*** Opening of Data to process ***

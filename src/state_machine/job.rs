use std::time::Duration;

use chrono::{DateTime, Utc};
use serde::{Deserialize, Serialize};
use tokio::time::Instant;

use super::state::{JobState, StateLabel};

/// Deadline offset used when `started + timeout` does not fit in an
/// `Instant`. Roughly thirty years.
const FAR_FUTURE: Duration = Duration::from_secs(86_400 * 365 * 30);

/// One remote extraction job, owned by the call that awaits it.
#[derive(Debug, Clone)]
pub struct Job {
    /// Opaque identifier assigned by the service.
    pub id: String,
    pub state: JobState,
    pub state_history: Vec<StateLabel>,
    /// Number of status queries issued so far.
    pub polls: u32,
    pub timeout: Duration,
    pub created_at: DateTime<Utc>,
    pub started: Instant,
    /// `started + timeout`, capped about thirty years out; no query is started at
    /// or after this instant.
    pub deadline: Instant,
}

impl Job {
    pub fn new(id: String, timeout: Duration) -> Self {
        let started = Instant::now();
        Self {
            id,
            state: JobState::Submitted,
            state_history: Vec::new(),
            polls: 0,
            timeout,
            created_at: Utc::now(),
            started,
            deadline: started
                .checked_add(timeout)
                .unwrap_or_else(|| started + FAR_FUTURE),
        }
    }

    pub fn is_expired(&self) -> bool {
        Instant::now() >= self.deadline
    }

    pub fn elapsed(&self) -> Duration {
        self.started.elapsed()
    }
}

/// Report produced once a job reached a terminal state.
#[derive(Debug, Clone, Serialize, Deserialize)]
pub struct JobSummary {
    pub job_id: String,
    pub final_state: StateLabel,
    pub state_transitions: Vec<StateLabel>,
    pub polls: u32,
    pub created_at: DateTime<Utc>,
    pub finished_at: DateTime<Utc>,
    pub duration_ms: u64,
}

impl JobSummary {
    pub fn from_job(job: &Job) -> Self {
        let mut transitions = job.state_history.clone();
        transitions.push(job.state.label());

        Self {
            job_id: job.id.clone(),
            final_state: job.state.label(),
            state_transitions: transitions,
            polls: job.polls,
            created_at: job.created_at,
            finished_at: Utc::now(),
            duration_ms: u64::try_from(job.elapsed().as_millis()).unwrap_or(u64::MAX),
        }
    }
}
use std::fmt;

use serde::{Deserialize, Serialize};
use serde_json::Value;

use super::job::Job;

/// Why a poll attempt did not produce a result.
#[derive(Debug, Clone, PartialEq, Eq, Serialize, Deserialize)]
pub struct PollFailure {
    /// HTTP status, or `None` when the request never got a response.
    pub status: Option<u16>,
    pub message: String,
}

impl fmt::Display for PollFailure {
    fn fmt(&self, f: &mut fmt::Formatter<'_>) -> fmt::Result {
        match self.status {
            Some(status) => write!(f, "status {status}: {}", self.message),
            None => write!(f, "{}", self.message),
        }
    }
}

/// Classification of a single poll attempt.
#[derive(Debug, Clone, PartialEq)]
pub enum PollOutcome {
    /// The job is still processing.
    Pending,
    /// The job finished; carries the extracted artifact.
    Ready(Value),
    /// The job will never succeed without a new submission.
    Permanent(PollFailure),
    /// The attempt failed but waiting and asking again is safe.
    Transient(PollFailure),
}

/// Observed state of a remote job.
///
/// Flow: SUBMITTED → RUNNING → (SUCCEEDED | FAILED | TIMED_OUT), with
/// CANCELLED reachable from any non-terminal state.
#[derive(Debug, Clone, PartialEq)]
pub enum JobState {
    Submitted,
    Running,
    Succeeded(Value),
    Failed(PollFailure),
    TimedOut,
    Cancelled,
}

impl JobState {
    pub fn is_terminal(&self) -> bool {
        matches!(
            self,
            JobState::Succeeded(_) | JobState::Failed(_) | JobState::TimedOut | JobState::Cancelled
        )
    }

    pub fn label(&self) -> StateLabel {
        match self {
            JobState::Submitted => StateLabel::Submitted,
            JobState::Running => StateLabel::Running,
            JobState::Succeeded(_) => StateLabel::Succeeded,
            JobState::Failed(_) => StateLabel::Failed,
            JobState::TimedOut => StateLabel::TimedOut,
            JobState::Cancelled => StateLabel::Cancelled,
        }
    }
}

/// Payload-free name of a [`JobState`], used for history and reporting.
#[derive(Debug, Clone, Copy, PartialEq, Eq, Serialize, Deserialize)]
#[serde(rename_all = "SCREAMING_SNAKE_CASE")]
pub enum StateLabel {
    Submitted,
    Running,
    Succeeded,
    Failed,
    TimedOut,
    Cancelled,
}

impl fmt::Display for StateLabel {
    fn fmt(&self, f: &mut fmt::Formatter<'_>) -> fmt::Result {
        match self {
            StateLabel::Submitted => write!(f, "SUBMITTED"),
            StateLabel::Running => write!(f, "RUNNING"),
            StateLabel::Succeeded => write!(f, "SUCCEEDED"),
            StateLabel::Failed => write!(f, "FAILED"),
            StateLabel::TimedOut => write!(f, "TIMED_OUT"),
            StateLabel::Cancelled => write!(f, "CANCELLED"),
        }
    }
}

/// Input driving a job from one state to the next.
#[derive(Debug, Clone, PartialEq)]
pub enum Signal {
    Polled(PollOutcome),
    DeadlineExceeded,
    Cancelled,
}

/// What the caller should do after a signal was applied.
#[derive(Debug, Clone, Copy, PartialEq, Eq)]
pub enum Transition {
    /// Still running; wait one interval and poll again.
    Wait,
    /// The job entered a terminal state.
    Complete,
    /// The job was already terminal; nothing changed.
    Ignored,
}

/// Drives a [`Job`] through its states.
pub struct StateMachine;

impl StateMachine {
    /// Apply `signal` to `job` and report the resulting transition.
    ///
    /// A poll on a `Submitted` job first enters `Running`, so every polled job
    /// records at least one `RUNNING` step. Terminal states absorb all signals.
    pub fn next(job: &mut Job, signal: Signal) -> Transition {
        if job.state.is_terminal() {
            return Transition::Ignored;
        }

        let next = match signal {
            Signal::Polled(outcome) => {
                job.polls += 1;
                let next = match outcome {
                    PollOutcome::Pending | PollOutcome::Transient(_) => JobState::Running,
                    PollOutcome::Ready(payload) => JobState::Succeeded(payload),
                    PollOutcome::Permanent(failure) => JobState::Failed(failure),
                };
                // A terminal answer on the first poll still passes through RUNNING.
                if job.state == JobState::Submitted && next.is_terminal() {
                    Self::enter(job, JobState::Running);
                }
                next
            }
            Signal::DeadlineExceeded => JobState::TimedOut,
            Signal::Cancelled => JobState::Cancelled,
        };

        let transition = if next.is_terminal() {
            Transition::Complete
        } else {
            Transition::Wait
        };
        Self::enter(job, next);
        transition
    }

    fn enter(job: &mut Job, next: JobState) {
        let previous = std::mem::replace(&mut job.state, next);
        job.state_history.push(previous.label());
    }
}

#[cfg(test)]
mod tests {
    use super::*;
    use serde_json::json;
    use std::time::Duration;

    fn make_job() -> Job {
        Job::new("J1".to_string(), Duration::from_secs(60))
    }

    fn failure(status: u16, message: &str) -> PollFailure {
        PollFailure {
            status: Some(status),
            message: message.into(),
        }
    }

    #[tokio::test]
    async fn pending_then_ready_walks_running_states() {
        let mut job = make_job();
        assert_eq!(job.state, JobState::Submitted);

        let t = StateMachine::next(&mut job, Signal::Polled(PollOutcome::Pending));
        assert_eq!(t, Transition::Wait);
        assert_eq!(job.state, JobState::Running);

        let t = StateMachine::next(&mut job, Signal::Polled(PollOutcome::Pending));
        assert_eq!(t, Transition::Wait);

        let t = StateMachine::next(
            &mut job,
            Signal::Polled(PollOutcome::Ready(json!("Hello"))),
        );
        assert_eq!(t, Transition::Complete);
        assert_eq!(job.state, JobState::Succeeded(json!("Hello")));
        assert_eq!(job.polls, 3);
        assert_eq!(
            job.state_history,
            vec![StateLabel::Submitted, StateLabel::Running, StateLabel::Running]
        );
    }

    #[tokio::test]
    async fn first_pending_poll_records_one_running_step() {
        let mut job = make_job();
        StateMachine::next(&mut job, Signal::Polled(PollOutcome::Pending));
        assert_eq!(job.state, JobState::Running);
        assert_eq!(job.state_history, vec![StateLabel::Submitted]);

        StateMachine::next(
            &mut job,
            Signal::Polled(PollOutcome::Transient(PollFailure {
                status: None,
                message: "connection reset".into(),
            })),
        );
        assert_eq!(
            job.state_history,
            vec![StateLabel::Submitted, StateLabel::Running]
        );
    }

    #[tokio::test]
    async fn first_poll_ready_passes_through_running() {
        let mut job = make_job();
        let t = StateMachine::next(&mut job, Signal::Polled(PollOutcome::Ready(json!("x"))));
        assert_eq!(t, Transition::Complete);
        assert_eq!(
            job.state_history,
            vec![StateLabel::Submitted, StateLabel::Running]
        );
    }

    #[tokio::test]
    async fn permanent_failure_is_terminal() {
        let mut job = make_job();
        let t = StateMachine::next(
            &mut job,
            Signal::Polled(PollOutcome::Permanent(failure(400, "bad input"))),
        );
        assert_eq!(t, Transition::Complete);
        assert_eq!(job.state, JobState::Failed(failure(400, "bad input")));
    }

    #[tokio::test]
    async fn transient_keeps_running() {
        let mut job = make_job();
        let t = StateMachine::next(
            &mut job,
            Signal::Polled(PollOutcome::Transient(PollFailure {
                status: None,
                message: "connection reset".into(),
            })),
        );
        assert_eq!(t, Transition::Wait);
        assert_eq!(job.state, JobState::Running);
    }

    #[tokio::test]
    async fn deadline_before_first_poll_times_out_from_submitted() {
        let mut job = make_job();
        let t = StateMachine::next(&mut job, Signal::DeadlineExceeded);
        assert_eq!(t, Transition::Complete);
        assert_eq!(job.state, JobState::TimedOut);
        assert_eq!(job.state_history, vec![StateLabel::Submitted]);
        assert_eq!(job.polls, 0);
    }

    #[tokio::test]
    async fn terminal_states_absorb_signals() {
        let mut job = make_job();
        StateMachine::next(&mut job, Signal::Polled(PollOutcome::Ready(json!("done"))));
        let history = job.state_history.clone();

        for signal in [
            Signal::Polled(PollOutcome::Pending),
            Signal::Polled(PollOutcome::Permanent(failure(500, "boom"))),
            Signal::DeadlineExceeded,
            Signal::Cancelled,
        ] {
            assert_eq!(StateMachine::next(&mut job, signal), Transition::Ignored);
        }
        assert_eq!(job.state, JobState::Succeeded(json!("done")));
        assert_eq!(job.state_history, history);
        assert_eq!(job.polls, 1);
    }

    #[tokio::test]
    async fn cancel_while_running() {
        let mut job = make_job();
        StateMachine::next(&mut job, Signal::Polled(PollOutcome::Pending));
        let t = StateMachine::next(&mut job, Signal::Cancelled);
        assert_eq!(t, Transition::Complete);
        assert_eq!(job.state.label(), StateLabel::Cancelled);
    }

    #[test]
    fn state_label_display() {
        assert_eq!(StateLabel::Submitted.to_string(), "SUBMITTED");
        assert_eq!(StateLabel::TimedOut.to_string(), "TIMED_OUT");
        assert_eq!(
            serde_json::to_string(&StateLabel::TimedOut).unwrap(),
            r#""TIMED_OUT""#
        );
    }

    #[test]
    fn poll_failure_display() {
        assert_eq!(failure(404, "gone").to_string(), "status 404: gone");
        let none = PollFailure {
            status: None,
            message: "dns".into(),
        };
        assert_eq!(none.to_string(), "dns");
    }
}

*** Close of Data to process ***

→ **Required work**: In the material above, locate the line containing "async fn deadline_before_first_poll_times_out_from_submitted()" and the line containing "assert_eq!(job.state, JobState::TimedOut);". Transcribe exactly those two lines and every line between them, and nothing more.

→ **Reply to the task**:
    async fn deadline_before_first_poll_times_out_from_submitted() {
        let mut job = make_job();
        let t = StateMachine::next(&mut job, Signal::DeadlineExceeded);
        assert_eq!(t, Transition::Complete);
        assert_eq!(job.state, JobState::TimedOut);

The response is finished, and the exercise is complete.